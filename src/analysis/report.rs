//! Timestamped textual report files

use std::fmt::Write as _;
use std::path::{Path, PathBuf};

use chrono::Local;

use crate::analysis::similarity::SimilarityRanking;
use crate::analysis::tally::{BatchTally, TallyRow};
use crate::core::types::Result;

const TIMESTAMP_HEADER: &str = "%Y-%m-%d %H:%M:%S";
const TIMESTAMP_FILE: &str = "%Y-%m-%d_%H-%M-%S";

fn tally_line(row: &TallyRow) -> String {
    format!(
        "{}: {} blocks ({} stacks + {}, {:.2} containers)",
        row.key, row.count, row.stacks, row.remainder, row.containers
    )
}

/// Render a materials report: merged totals first, then a per-schematic
/// breakdown sorted by total block count.
pub fn materials_report(dir_label: &str, batch: &BatchTally) -> String {
    let mut out = String::new();
    let _ = writeln!(out, "Material Report");
    let _ = writeln!(out, "Generated: {}", Local::now().format(TIMESTAMP_HEADER));
    let _ = writeln!(out, "Directory: {dir_label}");
    let _ = writeln!(
        out,
        "Schematics: {} ({} failed to decode)",
        batch.processed, batch.failed
    );
    let _ = writeln!(out, "Total blocks: {}", batch.total.total());
    let _ = writeln!(out);

    let _ = writeln!(out, "== Total materials ==");
    for row in batch.total.rows() {
        let _ = writeln!(out, "{}", tally_line(&row));
    }
    let _ = writeln!(out, "Unique materials: {}", batch.total.unique_materials());
    let _ = writeln!(out, "Total containers: {:.2}", batch.total.total_containers());
    let _ = writeln!(out);

    let _ = writeln!(out, "== Per schematic ==");
    let mut per: Vec<_> = batch.per_schematic.iter().collect();
    per.sort_by(|a, b| b.1.total().cmp(&a.1.total()).then_with(|| a.0.cmp(&b.0)));
    for (label, tally) in per {
        let _ = writeln!(out, "-- {label} ({} blocks) --", tally.total());
        for row in tally.rows() {
            let _ = writeln!(out, "{}", tally_line(&row));
        }
    }
    out
}

/// Render a similarity ranking report with a score summary
pub fn similarity_report(
    dir_label: &str,
    filter_label: Option<&str>,
    ranking: &SimilarityRanking,
) -> String {
    let mut out = String::new();
    let _ = writeln!(out, "Similarity Report");
    let _ = writeln!(out, "Generated: {}", Local::now().format(TIMESTAMP_HEADER));
    let _ = writeln!(out, "Reference: {}", ranking.reference);
    let _ = writeln!(out, "Directory: {dir_label}");
    let _ = writeln!(out, "Filter: {}", filter_label.unwrap_or("none"));
    let _ = writeln!(
        out,
        "Compared: {} ({} failed, {} excluded)",
        ranking.processed, ranking.failed, ranking.excluded
    );
    let _ = writeln!(out);

    let _ = writeln!(out, "== Ranking ==");
    for (i, (label, s)) in ranking.rows.iter().enumerate() {
        let _ = writeln!(
            out,
            "{:>3}. {label}: {:.2}% ({}/{} matching)",
            i + 1,
            s.score * 100.0,
            s.matching,
            s.total_considered
        );
    }

    let _ = writeln!(out);
    let _ = writeln!(out, "== Summary ==");
    let _ = writeln!(out, "Average: {:.2}%", ranking.average_score() * 100.0);
    if let (Some(first), Some(last)) = (ranking.rows.first(), ranking.rows.last()) {
        let _ = writeln!(out, "Highest: {} ({:.2}%)", first.0, first.1.score * 100.0);
        let _ = writeln!(out, "Lowest: {} ({:.2}%)", last.0, last.1.score * 100.0);
    }
    out
}

fn write_report(out_dir: &Path, prefix: &str, content: &str) -> Result<PathBuf> {
    std::fs::create_dir_all(out_dir)?;
    let stamp = Local::now().format(TIMESTAMP_FILE);
    let path = out_dir.join(format!("{prefix}_{stamp}.txt"));
    std::fs::write(&path, content)?;
    log::info!("Wrote report to {}", path.display());
    Ok(path)
}

/// Write a materials report to a timestamped file under `out_dir`
pub fn write_materials_report(
    out_dir: &Path,
    dir_label: &str,
    batch: &BatchTally,
) -> Result<PathBuf> {
    write_report(out_dir, "materials", &materials_report(dir_label, batch))
}

/// Write a similarity report to a timestamped file under `out_dir`
pub fn write_similarity_report(
    out_dir: &Path,
    dir_label: &str,
    filter_label: Option<&str>,
    ranking: &SimilarityRanking,
) -> Result<PathBuf> {
    write_report(
        out_dir,
        "similarity",
        &similarity_report(dir_label, filter_label, ranking),
    )
}
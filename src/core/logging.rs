//! Logging initialization and utilities

/// Initialize the logging system
///
/// Uses env_logger with default filter level of `info`.
/// Override with RUST_LOG environment variable.
///
/// # Example
/// ```
/// schemtools::core::logging::init();
/// log::info!("schematic tools loaded");
/// ```
pub fn init() {
    env_logger::Builder::from_env(
        env_logger::Env::default().default_filter_or("info")
    ).init();
}
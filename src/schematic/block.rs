//! Block identity, state equivalence, and name resolution

use std::collections::HashMap;
use std::fmt;

use crate::core::error::Error;
use crate::core::types::Result;

/// Role a block plays within a clustered-growth family
#[derive(Debug, Clone, Copy, PartialEq, Eq, Hash)]
pub enum ClusterRole {
    /// Cap variants carry directional sub-state that is irrelevant for
    /// comparison: any cap of the family satisfies any other.
    Cap,
    /// Stem variants of a family are always interchangeable.
    Stem,
}

/// Clustered-growth family membership
#[derive(Debug, Clone, PartialEq, Eq, Hash)]
pub struct Cluster {
    pub family: String,
    pub role: ClusterRole,
}

/// Attributes resolved through the catalog when a key is built
#[derive(Debug, Clone, Default, PartialEq, Eq, Hash)]
pub struct BlockAttrs {
    pub air: bool,
    pub fluid: bool,
    pub cluster: Option<Cluster>,
}

/// Identifier for a block type plus its comparison-relevant state.
///
/// Equality and hashing are structural (name + sorted state properties +
/// attributes), which is what storage and map keys need. Comparison for
/// "would a builder consider these interchangeable" is [`BlockKey::matches`],
/// which layers the cluster cap/stem rule on top.
#[derive(Debug, Clone, PartialEq, Eq, Hash)]
pub struct BlockKey {
    name: String,
    props: Vec<(String, String)>,
    attrs: BlockAttrs,
}

impl BlockKey {
    pub fn new(name: String, mut props: Vec<(String, String)>, attrs: BlockAttrs) -> Self {
        props.sort();
        Self { name, props, attrs }
    }

    /// Namespaced block name, e.g. `core:stone`
    pub fn name(&self) -> &str {
        &self.name
    }

    /// Sorted state properties
    pub fn props(&self) -> &[(String, String)] {
        &self.props
    }

    pub fn attrs(&self) -> &BlockAttrs {
        &self.attrs
    }

    pub fn is_air(&self) -> bool {
        self.attrs.air
    }

    /// Whether this block is something a builder actually places
    /// (not air and not a fluid)
    pub fn is_placeable(&self) -> bool {
        !self.attrs.air && !self.attrs.fluid
    }

    /// Block-type comparison ignoring state properties
    pub fn same_type(&self, other: &BlockKey) -> bool {
        self.name == other.name
    }

    /// Comparison-equality between an expected and an observed block.
    ///
    /// Exact name+state equality, except: cluster caps of the same family
    /// match regardless of sub-state, and stems of the same family always
    /// match each other.
    pub fn matches(&self, other: &BlockKey) -> bool {
        if self.name == other.name && self.props == other.props {
            return true;
        }
        match (&self.attrs.cluster, &other.attrs.cluster) {
            (Some(a), Some(b)) => a.role == b.role && a.family == b.family,
            _ => false,
        }
    }
}

impl fmt::Display for BlockKey {
    fn fmt(&self, f: &mut fmt::Formatter<'_>) -> fmt::Result {
        write!(f, "{}", self.name)?;
        if !self.props.is_empty() {
            write!(f, "[")?;
            for (i, (k, v)) in self.props.iter().enumerate() {
                if i > 0 {
                    write!(f, ",")?;
                }
                write!(f, "{}={}", k, v)?;
            }
            write!(f, "]")?;
        }
        Ok(())
    }
}

/// Per-name traits the catalog can attach
#[derive(Debug, Clone, Default)]
struct CatalogEntry {
    fluid: bool,
    cluster: Option<Cluster>,
}

/// Name-to-key resolver with namespace defaulting.
///
/// The catalog is injected wherever block names must be interpreted, so
/// the comparison and tally logic can be exercised against a small fake
/// registry instead of a live game client.
#[derive(Debug, Clone)]
pub struct BlockCatalog {
    default_namespace: String,
    entries: HashMap<String, CatalogEntry>,
}

impl BlockCatalog {
    pub fn new(default_namespace: impl Into<String>) -> Self {
        Self {
            default_namespace: default_namespace.into(),
            entries: HashMap::new(),
        }
    }

    /// Mark a block name as a non-placeable fluid
    pub fn register_fluid(&mut self, name: &str) {
        let name = self.qualify(name);
        self.entries.entry(name).or_default().fluid = true;
    }

    /// Mark a block name as a cap or stem variant of a clustered family
    pub fn register_cluster(&mut self, name: &str, family: &str, role: ClusterRole) {
        let name = self.qualify(name);
        self.entries.entry(name).or_default().cluster = Some(Cluster {
            family: family.to_string(),
            role,
        });
    }

    /// The air key for this catalog's namespace. Unloaded world reads and
    /// empty schematic cells resolve to this.
    pub fn air(&self) -> BlockKey {
        BlockKey::new(
            format!("{}:air", self.default_namespace),
            Vec::new(),
            BlockAttrs { air: true, ..Default::default() },
        )
    }

    /// Resolve user input into a key: lowercased, spaces mapped to
    /// underscores, namespace defaulted. Unknown names resolve with
    /// default attributes.
    pub fn resolve(&self, input: &str) -> BlockKey {
        let name = self.qualify(&input.trim().to_lowercase().replace(' ', "_"));
        let attrs = self.classify(&name);
        BlockKey::new(name, Vec::new(), attrs)
    }

    /// Build a key from a palette state string like `vine[facing=north]`
    pub fn key_from_state(&self, state: &str) -> Result<BlockKey> {
        let (name, props) = parse_state(state)?;
        let name = self.qualify(name);
        let attrs = self.classify(&name);
        Ok(BlockKey::new(name, props, attrs))
    }

    fn qualify(&self, name: &str) -> String {
        if name.contains(':') {
            name.to_string()
        } else {
            format!("{}:{}", self.default_namespace, name)
        }
    }

    fn classify(&self, qualified: &str) -> BlockAttrs {
        let air = qualified
            .split(':')
            .next_back()
            .is_some_and(|path| path == "air");
        let entry = self.entries.get(qualified);
        BlockAttrs {
            air,
            fluid: entry.is_some_and(|e| e.fluid),
            cluster: entry.and_then(|e| e.cluster.clone()),
        }
    }
}

impl Default for BlockCatalog {
    fn default() -> Self {
        Self::new("core")
    }
}

/// Split `name[prop=value,...]` into the name and its sorted properties
fn parse_state(state: &str) -> Result<(&str, Vec<(String, String)>)> {
    let state = state.trim();
    let Some(open) = state.find('[') else {
        if state.is_empty() {
            return Err(Error::Decode("empty block state string".to_string()));
        }
        return Ok((state, Vec::new()));
    };

    let name = &state[..open];
    let rest = &state[open + 1..];
    let Some(body) = rest.strip_suffix(']') else {
        return Err(Error::Decode(format!("unterminated block state: {state}")));
    };
    if name.is_empty() {
        return Err(Error::Decode(format!("missing block name in state: {state}")));
    }

    let mut props = Vec::new();
    for pair in body.split(',').filter(|p| !p.is_empty()) {
        let Some((k, v)) = pair.split_once('=') else {
            return Err(Error::Decode(format!("malformed property `{pair}` in state: {state}")));
        };
        props.push((k.trim().to_string(), v.trim().to_string()));
    }
    Ok((name, props))
}
//! Named sub-volume of a schematic: palette-compressed dense block storage

use crate::core::error::Error;
use crate::core::types::Result;
use crate::schematic::block::BlockKey;
use crate::schematic::position::BlockPos;

/// Integer dimensions of a region
#[derive(Debug, Clone, Copy, PartialEq, Eq)]
pub struct RegionSize {
    pub width: u32,
    pub height: u32,
    pub depth: u32,
}

impl RegionSize {
    pub fn new(width: u32, height: u32, depth: u32) -> Self {
        Self { width, height, depth }
    }

    /// Number of cells in the region
    pub fn volume(&self) -> u64 {
        self.width as u64 * self.height as u64 * self.depth as u64
    }
}

/// A named sub-volume with its own placement offset within the schematic.
///
/// Cells hold indices into the palette; a cell is non-solid when its
/// palette entry is air. Cell order is x-fastest, then z, then y.
#[derive(Debug, Clone)]
pub struct Region {
    size: RegionSize,
    offset: BlockPos,
    palette: Vec<BlockKey>,
    cells: Vec<u32>,
}

impl Region {
    /// Build a region, validating cell count and palette references up
    /// front so a constructed region can always be read safely.
    pub fn new(
        size: RegionSize,
        offset: BlockPos,
        palette: Vec<BlockKey>,
        cells: Vec<u32>,
    ) -> Result<Self> {
        if cells.len() as u64 != size.volume() {
            return Err(Error::Decode(format!(
                "cell count {} does not match region volume {}",
                cells.len(),
                size.volume()
            )));
        }
        if let Some(bad) = cells.iter().find(|&&c| c as usize >= palette.len()) {
            return Err(Error::Decode(format!(
                "cell palette index {} out of range (palette size {})",
                bad,
                palette.len()
            )));
        }
        Ok(Self { size, offset, palette, cells })
    }

    /// Build a region from explicit solid blocks; every other cell is air.
    /// Intended for programmatic construction and external decoders.
    pub fn from_blocks(
        size: RegionSize,
        offset: BlockPos,
        air: BlockKey,
        blocks: &[(BlockPos, BlockKey)],
    ) -> Result<Self> {
        let mut palette = vec![air];
        let mut cells = vec![0u32; size.volume() as usize];

        for (pos, key) in blocks {
            if pos.x < 0
                || pos.y < 0
                || pos.z < 0
                || pos.x as u32 >= size.width
                || pos.y as u32 >= size.height
                || pos.z as u32 >= size.depth
            {
                return Err(Error::Decode(format!(
                    "block position {pos} outside region size {}x{}x{}",
                    size.width, size.height, size.depth
                )));
            }
            let index = match palette.iter().position(|k| k == key) {
                Some(i) => i,
                None => {
                    palette.push(key.clone());
                    palette.len() - 1
                }
            };
            let cell = ((pos.y as u64 * size.depth as u64 + pos.z as u64)
                * size.width as u64
                + pos.x as u64) as usize;
            cells[cell] = index as u32;
        }

        Self::new(size, offset, palette, cells)
    }

    pub fn size(&self) -> RegionSize {
        self.size
    }

    /// Placement offset of this region within its schematic
    pub fn offset(&self) -> BlockPos {
        self.offset
    }

    fn cell_index(&self, x: u32, y: u32, z: u32) -> usize {
        ((y as u64 * self.size.depth as u64 + z as u64) * self.size.width as u64 + x as u64)
            as usize
    }

    /// Block at a region-local coordinate. Out of bounds and air both
    /// read as `None`.
    pub fn get(&self, x: i32, y: i32, z: i32) -> Option<&BlockKey> {
        if x < 0 || y < 0 || z < 0 {
            return None;
        }
        let (x, y, z) = (x as u32, y as u32, z as u32);
        if x >= self.size.width || y >= self.size.height || z >= self.size.depth {
            return None;
        }
        let key = &self.palette[self.cells[self.cell_index(x, y, z)] as usize];
        if key.is_air() { None } else { Some(key) }
    }

    /// Iterate solid (non-air) cells as (local position, key)
    pub fn iter_solid(&self) -> impl Iterator<Item = (BlockPos, &BlockKey)> + '_ {
        let width = self.size.width as i64;
        let depth = self.size.depth as i64;
        self.cells.iter().enumerate().filter_map(move |(i, &cell)| {
            let key = &self.palette[cell as usize];
            if key.is_air() {
                return None;
            }
            let i = i as i64;
            let x = i % width;
            let z = (i / width) % depth;
            let y = i / (width * depth);
            Some((BlockPos::new(x as i32, y as i32, z as i32), key))
        })
    }
}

#### [TASK DIRECTIONS]
Find the word "derive" in the entries. Copy each line that holds it.

#### [RESPONSE AREA]
#[derive(Debug, Clone, Copy, PartialEq, Eq, Hash)]
#[derive(Debug, Clone, PartialEq, Eq, Hash)]
#[derive(Debug, Clone, Default, PartialEq, Eq, Hash)]
#[derive(Debug, Clone, PartialEq, Eq, Hash)]
#[derive(Debug, Clone, Default)]
#[derive(Debug, Clone)]
#[derive(Debug, Clone, Copy, PartialEq, Eq)]
#[derive(Debug, Clone)]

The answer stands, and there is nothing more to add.